• RECORDS FOR THE EXERCISE:
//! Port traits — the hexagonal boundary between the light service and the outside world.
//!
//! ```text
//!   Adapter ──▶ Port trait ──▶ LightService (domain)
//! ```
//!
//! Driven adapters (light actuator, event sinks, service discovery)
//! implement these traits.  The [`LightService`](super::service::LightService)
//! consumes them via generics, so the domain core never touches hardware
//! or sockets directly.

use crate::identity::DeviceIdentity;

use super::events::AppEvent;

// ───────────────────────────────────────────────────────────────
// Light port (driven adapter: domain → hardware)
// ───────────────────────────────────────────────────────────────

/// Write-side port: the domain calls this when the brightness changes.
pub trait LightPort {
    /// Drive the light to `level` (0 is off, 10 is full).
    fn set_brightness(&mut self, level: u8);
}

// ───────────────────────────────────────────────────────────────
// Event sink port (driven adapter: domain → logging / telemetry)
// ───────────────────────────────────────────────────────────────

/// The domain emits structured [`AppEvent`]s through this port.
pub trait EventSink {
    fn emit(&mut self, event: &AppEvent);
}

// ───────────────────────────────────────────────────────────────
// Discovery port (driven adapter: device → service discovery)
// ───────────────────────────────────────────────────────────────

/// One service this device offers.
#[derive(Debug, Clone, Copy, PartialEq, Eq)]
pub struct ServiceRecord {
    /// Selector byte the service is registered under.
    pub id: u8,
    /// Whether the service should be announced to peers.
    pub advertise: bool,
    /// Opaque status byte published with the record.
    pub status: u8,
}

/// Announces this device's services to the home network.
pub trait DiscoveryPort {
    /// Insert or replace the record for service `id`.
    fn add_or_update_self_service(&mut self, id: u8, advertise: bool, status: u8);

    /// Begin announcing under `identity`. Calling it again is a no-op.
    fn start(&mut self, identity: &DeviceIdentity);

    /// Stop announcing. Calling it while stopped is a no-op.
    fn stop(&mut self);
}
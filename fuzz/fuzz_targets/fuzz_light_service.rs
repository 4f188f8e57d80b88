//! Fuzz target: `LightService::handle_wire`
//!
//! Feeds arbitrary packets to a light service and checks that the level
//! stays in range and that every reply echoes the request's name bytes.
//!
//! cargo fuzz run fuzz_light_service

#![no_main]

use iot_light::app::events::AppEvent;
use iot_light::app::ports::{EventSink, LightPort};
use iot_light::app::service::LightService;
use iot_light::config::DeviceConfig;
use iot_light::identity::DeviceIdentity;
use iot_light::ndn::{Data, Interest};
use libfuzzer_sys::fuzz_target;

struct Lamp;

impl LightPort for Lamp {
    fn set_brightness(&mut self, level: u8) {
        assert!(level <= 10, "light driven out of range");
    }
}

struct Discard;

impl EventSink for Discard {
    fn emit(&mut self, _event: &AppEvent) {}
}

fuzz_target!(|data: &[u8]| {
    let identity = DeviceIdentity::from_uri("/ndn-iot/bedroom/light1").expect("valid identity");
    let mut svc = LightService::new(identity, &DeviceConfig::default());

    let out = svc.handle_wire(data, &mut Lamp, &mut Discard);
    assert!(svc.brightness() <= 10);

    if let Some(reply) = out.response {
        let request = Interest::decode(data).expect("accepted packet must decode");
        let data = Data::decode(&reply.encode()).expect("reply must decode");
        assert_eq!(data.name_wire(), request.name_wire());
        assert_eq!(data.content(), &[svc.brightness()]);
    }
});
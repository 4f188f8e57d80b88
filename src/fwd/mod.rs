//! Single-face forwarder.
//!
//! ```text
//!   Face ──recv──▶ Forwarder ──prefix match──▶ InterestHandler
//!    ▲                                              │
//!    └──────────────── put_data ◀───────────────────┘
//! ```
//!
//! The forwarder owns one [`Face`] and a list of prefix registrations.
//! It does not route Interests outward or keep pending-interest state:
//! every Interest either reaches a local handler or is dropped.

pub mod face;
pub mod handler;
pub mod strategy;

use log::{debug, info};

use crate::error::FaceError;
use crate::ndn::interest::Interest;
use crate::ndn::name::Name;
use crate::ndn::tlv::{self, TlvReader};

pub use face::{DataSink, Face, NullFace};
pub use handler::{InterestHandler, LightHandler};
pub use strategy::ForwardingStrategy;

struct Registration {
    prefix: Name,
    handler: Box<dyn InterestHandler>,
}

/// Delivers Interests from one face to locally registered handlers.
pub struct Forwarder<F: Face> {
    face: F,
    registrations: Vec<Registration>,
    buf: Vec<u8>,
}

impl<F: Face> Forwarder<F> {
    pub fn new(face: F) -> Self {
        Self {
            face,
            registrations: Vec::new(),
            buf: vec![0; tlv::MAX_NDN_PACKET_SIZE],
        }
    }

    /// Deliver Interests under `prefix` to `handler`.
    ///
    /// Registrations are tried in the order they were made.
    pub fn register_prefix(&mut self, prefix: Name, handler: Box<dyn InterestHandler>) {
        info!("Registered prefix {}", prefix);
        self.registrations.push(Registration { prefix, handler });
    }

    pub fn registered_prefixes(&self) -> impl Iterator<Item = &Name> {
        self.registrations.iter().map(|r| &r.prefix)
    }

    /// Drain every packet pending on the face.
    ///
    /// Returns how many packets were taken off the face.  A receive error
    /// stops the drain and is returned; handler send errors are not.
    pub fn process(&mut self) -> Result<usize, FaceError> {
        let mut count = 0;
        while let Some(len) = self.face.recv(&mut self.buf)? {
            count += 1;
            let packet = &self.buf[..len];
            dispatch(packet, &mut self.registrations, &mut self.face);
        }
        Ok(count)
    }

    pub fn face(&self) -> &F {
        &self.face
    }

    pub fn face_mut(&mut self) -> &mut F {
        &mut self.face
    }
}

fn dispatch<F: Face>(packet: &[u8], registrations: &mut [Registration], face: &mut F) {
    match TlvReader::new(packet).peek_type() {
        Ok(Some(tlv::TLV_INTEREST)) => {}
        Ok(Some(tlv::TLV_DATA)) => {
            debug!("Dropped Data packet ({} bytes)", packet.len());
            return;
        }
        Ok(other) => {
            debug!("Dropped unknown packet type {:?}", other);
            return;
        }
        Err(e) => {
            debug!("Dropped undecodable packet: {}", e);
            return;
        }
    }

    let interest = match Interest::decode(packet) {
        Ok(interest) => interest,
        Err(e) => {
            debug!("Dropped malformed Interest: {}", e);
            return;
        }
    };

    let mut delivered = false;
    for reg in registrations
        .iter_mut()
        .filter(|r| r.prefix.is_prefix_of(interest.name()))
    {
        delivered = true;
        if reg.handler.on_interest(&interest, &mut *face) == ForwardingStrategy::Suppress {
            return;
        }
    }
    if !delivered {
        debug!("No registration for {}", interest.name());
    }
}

==

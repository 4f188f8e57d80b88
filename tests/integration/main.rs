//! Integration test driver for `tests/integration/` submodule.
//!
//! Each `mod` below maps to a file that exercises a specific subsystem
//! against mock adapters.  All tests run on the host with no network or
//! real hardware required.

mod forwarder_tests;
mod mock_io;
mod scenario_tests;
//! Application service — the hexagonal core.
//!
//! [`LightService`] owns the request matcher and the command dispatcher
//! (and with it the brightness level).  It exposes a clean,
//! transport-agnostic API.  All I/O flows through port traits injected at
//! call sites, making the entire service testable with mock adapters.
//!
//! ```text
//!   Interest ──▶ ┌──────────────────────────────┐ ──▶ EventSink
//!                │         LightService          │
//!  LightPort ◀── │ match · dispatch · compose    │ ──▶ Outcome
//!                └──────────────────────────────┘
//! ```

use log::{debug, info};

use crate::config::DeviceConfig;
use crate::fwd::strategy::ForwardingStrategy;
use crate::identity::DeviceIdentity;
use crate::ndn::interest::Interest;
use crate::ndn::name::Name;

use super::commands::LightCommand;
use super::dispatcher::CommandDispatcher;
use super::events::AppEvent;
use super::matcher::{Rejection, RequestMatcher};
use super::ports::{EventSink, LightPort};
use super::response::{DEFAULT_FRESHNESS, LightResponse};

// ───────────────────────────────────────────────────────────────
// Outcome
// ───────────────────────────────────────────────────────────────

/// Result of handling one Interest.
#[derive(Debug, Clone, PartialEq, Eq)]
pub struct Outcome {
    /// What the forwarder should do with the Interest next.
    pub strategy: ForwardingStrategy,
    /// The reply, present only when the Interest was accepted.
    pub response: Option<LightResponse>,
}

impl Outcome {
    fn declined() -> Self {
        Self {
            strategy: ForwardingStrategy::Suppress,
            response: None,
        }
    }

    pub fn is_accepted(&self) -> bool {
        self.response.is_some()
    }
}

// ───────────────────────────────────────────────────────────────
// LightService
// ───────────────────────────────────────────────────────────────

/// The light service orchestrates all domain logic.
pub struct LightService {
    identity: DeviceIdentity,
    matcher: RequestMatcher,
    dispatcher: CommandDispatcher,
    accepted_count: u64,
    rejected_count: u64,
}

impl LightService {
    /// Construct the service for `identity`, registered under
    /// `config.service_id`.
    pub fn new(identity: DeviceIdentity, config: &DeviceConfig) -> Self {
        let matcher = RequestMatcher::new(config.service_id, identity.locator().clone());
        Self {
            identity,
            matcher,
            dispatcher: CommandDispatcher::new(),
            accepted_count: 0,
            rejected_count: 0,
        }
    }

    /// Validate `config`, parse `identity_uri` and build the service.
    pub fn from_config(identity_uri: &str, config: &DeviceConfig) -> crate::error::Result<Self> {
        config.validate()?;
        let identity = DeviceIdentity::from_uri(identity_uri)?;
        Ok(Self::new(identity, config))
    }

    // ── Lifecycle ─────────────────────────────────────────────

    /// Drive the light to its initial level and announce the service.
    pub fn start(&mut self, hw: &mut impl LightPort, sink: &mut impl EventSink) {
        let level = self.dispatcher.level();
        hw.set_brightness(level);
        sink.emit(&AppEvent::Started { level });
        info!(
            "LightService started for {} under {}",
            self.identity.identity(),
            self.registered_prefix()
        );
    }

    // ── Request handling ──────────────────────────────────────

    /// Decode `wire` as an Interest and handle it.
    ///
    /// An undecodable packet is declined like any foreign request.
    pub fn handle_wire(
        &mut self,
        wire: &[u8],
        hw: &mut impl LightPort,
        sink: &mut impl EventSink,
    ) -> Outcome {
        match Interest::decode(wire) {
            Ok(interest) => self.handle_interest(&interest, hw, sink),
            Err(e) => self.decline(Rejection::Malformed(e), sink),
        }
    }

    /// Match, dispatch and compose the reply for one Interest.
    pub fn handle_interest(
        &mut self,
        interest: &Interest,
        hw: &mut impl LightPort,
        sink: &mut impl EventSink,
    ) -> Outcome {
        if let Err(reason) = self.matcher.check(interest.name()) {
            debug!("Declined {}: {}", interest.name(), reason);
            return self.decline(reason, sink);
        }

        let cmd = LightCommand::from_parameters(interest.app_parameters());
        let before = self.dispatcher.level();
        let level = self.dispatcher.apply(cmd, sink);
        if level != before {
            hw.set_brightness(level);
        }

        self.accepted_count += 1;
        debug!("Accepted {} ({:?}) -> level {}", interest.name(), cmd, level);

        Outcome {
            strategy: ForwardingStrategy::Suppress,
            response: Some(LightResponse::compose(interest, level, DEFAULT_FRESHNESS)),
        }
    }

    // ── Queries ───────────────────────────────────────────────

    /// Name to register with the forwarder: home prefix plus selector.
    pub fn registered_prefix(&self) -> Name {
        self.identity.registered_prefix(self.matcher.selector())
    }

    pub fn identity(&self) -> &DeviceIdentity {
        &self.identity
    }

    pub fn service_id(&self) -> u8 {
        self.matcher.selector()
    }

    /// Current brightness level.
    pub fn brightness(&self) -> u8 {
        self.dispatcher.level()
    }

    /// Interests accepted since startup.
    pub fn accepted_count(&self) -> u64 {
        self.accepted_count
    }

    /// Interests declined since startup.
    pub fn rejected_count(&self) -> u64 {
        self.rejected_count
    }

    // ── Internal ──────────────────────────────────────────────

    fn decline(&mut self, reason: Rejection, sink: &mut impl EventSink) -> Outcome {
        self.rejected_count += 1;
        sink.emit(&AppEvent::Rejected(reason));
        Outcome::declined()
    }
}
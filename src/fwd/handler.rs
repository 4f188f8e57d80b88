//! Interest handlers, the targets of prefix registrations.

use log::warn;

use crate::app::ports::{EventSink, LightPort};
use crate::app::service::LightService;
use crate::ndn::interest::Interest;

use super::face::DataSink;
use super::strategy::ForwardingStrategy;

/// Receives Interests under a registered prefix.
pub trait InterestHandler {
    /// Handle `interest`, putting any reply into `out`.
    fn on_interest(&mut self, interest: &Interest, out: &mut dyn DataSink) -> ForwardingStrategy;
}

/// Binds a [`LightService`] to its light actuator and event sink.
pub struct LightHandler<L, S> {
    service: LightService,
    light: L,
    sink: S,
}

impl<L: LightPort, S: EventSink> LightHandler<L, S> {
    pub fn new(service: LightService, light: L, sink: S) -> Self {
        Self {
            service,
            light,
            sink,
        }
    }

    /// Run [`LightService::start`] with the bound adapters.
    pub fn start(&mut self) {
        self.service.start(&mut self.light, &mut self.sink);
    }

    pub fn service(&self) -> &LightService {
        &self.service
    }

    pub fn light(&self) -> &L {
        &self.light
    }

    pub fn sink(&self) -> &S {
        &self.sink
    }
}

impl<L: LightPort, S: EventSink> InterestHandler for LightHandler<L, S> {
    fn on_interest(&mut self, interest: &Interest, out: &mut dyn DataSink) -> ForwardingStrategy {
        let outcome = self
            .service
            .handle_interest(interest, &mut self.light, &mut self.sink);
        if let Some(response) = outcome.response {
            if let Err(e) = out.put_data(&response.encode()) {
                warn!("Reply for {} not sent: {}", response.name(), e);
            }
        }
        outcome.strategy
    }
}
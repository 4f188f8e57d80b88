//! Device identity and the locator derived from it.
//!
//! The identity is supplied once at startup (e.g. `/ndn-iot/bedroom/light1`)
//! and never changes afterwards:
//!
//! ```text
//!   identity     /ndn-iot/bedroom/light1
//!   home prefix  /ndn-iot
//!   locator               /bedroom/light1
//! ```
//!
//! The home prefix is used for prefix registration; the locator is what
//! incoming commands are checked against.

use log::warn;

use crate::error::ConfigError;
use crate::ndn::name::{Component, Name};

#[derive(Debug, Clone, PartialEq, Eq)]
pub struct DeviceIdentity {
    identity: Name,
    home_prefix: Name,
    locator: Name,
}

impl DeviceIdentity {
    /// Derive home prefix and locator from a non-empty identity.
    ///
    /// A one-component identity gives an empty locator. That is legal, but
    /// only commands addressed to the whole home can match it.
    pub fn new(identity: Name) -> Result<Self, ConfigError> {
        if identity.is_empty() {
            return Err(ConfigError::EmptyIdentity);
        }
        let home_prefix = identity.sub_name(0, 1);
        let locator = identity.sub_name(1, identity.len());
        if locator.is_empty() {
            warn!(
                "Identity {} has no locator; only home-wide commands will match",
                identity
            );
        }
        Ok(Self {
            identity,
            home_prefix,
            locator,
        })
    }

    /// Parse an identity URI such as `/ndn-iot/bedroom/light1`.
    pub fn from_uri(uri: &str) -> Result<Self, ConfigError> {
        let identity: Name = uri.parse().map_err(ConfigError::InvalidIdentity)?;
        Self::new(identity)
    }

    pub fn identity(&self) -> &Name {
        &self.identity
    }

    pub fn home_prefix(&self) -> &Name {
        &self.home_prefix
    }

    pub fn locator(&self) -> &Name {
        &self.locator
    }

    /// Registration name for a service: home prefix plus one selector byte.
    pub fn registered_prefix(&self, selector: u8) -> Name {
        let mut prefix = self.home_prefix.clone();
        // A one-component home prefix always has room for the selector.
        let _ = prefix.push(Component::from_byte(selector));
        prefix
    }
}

...

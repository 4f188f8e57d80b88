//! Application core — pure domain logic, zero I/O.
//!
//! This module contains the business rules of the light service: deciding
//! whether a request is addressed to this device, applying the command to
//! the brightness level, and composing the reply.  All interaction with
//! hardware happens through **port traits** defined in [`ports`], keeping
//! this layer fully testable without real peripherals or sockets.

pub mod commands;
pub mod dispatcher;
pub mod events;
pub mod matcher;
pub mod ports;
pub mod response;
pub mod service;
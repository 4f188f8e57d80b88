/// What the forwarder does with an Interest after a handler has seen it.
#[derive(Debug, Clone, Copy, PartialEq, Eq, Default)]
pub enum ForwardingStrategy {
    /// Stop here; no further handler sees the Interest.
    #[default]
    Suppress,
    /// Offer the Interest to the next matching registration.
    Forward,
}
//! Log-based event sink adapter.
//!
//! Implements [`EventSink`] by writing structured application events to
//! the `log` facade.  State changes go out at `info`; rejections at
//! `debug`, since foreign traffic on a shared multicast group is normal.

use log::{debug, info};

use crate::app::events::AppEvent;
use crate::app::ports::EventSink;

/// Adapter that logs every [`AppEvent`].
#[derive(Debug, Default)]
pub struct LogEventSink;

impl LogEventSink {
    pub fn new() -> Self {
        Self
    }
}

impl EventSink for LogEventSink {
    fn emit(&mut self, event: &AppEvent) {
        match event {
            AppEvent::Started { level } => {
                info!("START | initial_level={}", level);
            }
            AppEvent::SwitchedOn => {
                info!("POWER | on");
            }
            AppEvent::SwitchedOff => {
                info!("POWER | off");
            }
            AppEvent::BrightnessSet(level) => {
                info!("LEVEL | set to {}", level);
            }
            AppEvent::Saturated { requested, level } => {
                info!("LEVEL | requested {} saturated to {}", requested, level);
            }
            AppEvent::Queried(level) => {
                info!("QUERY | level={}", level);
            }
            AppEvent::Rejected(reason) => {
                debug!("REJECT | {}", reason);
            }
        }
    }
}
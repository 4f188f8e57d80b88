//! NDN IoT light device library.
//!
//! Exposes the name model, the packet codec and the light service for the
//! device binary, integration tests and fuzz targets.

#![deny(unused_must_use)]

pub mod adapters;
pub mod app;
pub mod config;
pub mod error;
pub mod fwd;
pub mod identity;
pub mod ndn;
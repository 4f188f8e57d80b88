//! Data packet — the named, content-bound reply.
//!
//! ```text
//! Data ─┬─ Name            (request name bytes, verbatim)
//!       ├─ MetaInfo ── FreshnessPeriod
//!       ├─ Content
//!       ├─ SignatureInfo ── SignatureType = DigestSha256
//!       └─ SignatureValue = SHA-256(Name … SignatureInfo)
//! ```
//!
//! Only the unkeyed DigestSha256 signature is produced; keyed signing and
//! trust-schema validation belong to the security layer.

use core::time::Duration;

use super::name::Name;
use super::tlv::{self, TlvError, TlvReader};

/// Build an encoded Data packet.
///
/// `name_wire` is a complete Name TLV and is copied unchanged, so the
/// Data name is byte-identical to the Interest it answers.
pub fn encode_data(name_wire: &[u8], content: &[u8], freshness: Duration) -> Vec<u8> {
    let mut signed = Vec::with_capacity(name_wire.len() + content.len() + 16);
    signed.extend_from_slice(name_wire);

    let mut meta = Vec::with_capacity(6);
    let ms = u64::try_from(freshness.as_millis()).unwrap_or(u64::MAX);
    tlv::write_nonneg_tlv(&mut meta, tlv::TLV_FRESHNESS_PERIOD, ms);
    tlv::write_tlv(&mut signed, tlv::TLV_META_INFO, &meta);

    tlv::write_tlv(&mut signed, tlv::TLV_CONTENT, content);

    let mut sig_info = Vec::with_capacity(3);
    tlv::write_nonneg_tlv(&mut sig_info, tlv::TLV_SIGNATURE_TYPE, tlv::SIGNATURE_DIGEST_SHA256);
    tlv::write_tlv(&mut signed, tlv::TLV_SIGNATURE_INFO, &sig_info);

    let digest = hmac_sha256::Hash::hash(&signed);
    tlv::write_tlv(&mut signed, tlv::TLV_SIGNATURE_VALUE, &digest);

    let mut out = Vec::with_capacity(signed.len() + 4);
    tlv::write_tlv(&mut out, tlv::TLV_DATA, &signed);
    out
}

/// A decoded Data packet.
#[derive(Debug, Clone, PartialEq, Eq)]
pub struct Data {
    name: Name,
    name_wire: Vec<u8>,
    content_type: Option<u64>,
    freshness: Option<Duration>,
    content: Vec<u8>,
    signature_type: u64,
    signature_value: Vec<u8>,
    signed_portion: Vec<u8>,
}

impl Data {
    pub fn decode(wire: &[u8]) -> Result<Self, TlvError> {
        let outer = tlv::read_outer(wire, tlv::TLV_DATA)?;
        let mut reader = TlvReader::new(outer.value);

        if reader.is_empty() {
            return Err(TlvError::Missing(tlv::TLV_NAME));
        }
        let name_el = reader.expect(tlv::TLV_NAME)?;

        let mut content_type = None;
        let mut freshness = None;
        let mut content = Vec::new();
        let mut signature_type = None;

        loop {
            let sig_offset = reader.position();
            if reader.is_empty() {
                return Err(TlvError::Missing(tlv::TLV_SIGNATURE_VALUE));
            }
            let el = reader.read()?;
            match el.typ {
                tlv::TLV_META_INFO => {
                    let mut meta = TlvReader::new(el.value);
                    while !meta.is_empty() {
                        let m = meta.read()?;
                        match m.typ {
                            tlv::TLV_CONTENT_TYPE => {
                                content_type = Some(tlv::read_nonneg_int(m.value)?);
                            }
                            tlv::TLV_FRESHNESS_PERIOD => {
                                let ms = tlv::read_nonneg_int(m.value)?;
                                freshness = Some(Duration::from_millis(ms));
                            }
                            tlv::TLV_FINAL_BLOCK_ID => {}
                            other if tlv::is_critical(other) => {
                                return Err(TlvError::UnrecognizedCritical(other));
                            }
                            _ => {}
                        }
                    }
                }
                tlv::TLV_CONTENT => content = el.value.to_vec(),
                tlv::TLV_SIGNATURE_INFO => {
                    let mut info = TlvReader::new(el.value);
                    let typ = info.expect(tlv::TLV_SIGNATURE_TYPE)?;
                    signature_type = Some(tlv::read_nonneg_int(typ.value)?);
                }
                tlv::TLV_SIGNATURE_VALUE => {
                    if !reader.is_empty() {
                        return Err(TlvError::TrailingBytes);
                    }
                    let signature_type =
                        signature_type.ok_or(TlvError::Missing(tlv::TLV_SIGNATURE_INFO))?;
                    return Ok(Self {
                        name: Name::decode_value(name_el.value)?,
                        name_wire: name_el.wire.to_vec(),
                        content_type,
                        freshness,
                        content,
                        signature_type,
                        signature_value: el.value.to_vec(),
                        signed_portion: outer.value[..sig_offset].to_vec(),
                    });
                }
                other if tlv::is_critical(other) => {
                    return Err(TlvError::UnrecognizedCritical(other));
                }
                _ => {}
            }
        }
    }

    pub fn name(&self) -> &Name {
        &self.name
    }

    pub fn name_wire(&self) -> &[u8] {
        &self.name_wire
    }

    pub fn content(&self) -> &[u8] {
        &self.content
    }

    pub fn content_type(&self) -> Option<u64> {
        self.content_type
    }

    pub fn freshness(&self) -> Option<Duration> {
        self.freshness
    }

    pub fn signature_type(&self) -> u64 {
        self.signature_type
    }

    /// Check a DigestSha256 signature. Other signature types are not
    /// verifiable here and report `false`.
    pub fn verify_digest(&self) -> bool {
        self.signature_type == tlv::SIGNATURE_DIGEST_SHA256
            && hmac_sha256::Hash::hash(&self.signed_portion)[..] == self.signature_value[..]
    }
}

• WHAT THE TASK REQUIRES: Using the records above, gather all lines where the string "push" is present.

• FINAL ANSWER:
        self.registrations.push(Registration { prefix, handler });
        let _ = prefix.push(Component::from_byte(selector));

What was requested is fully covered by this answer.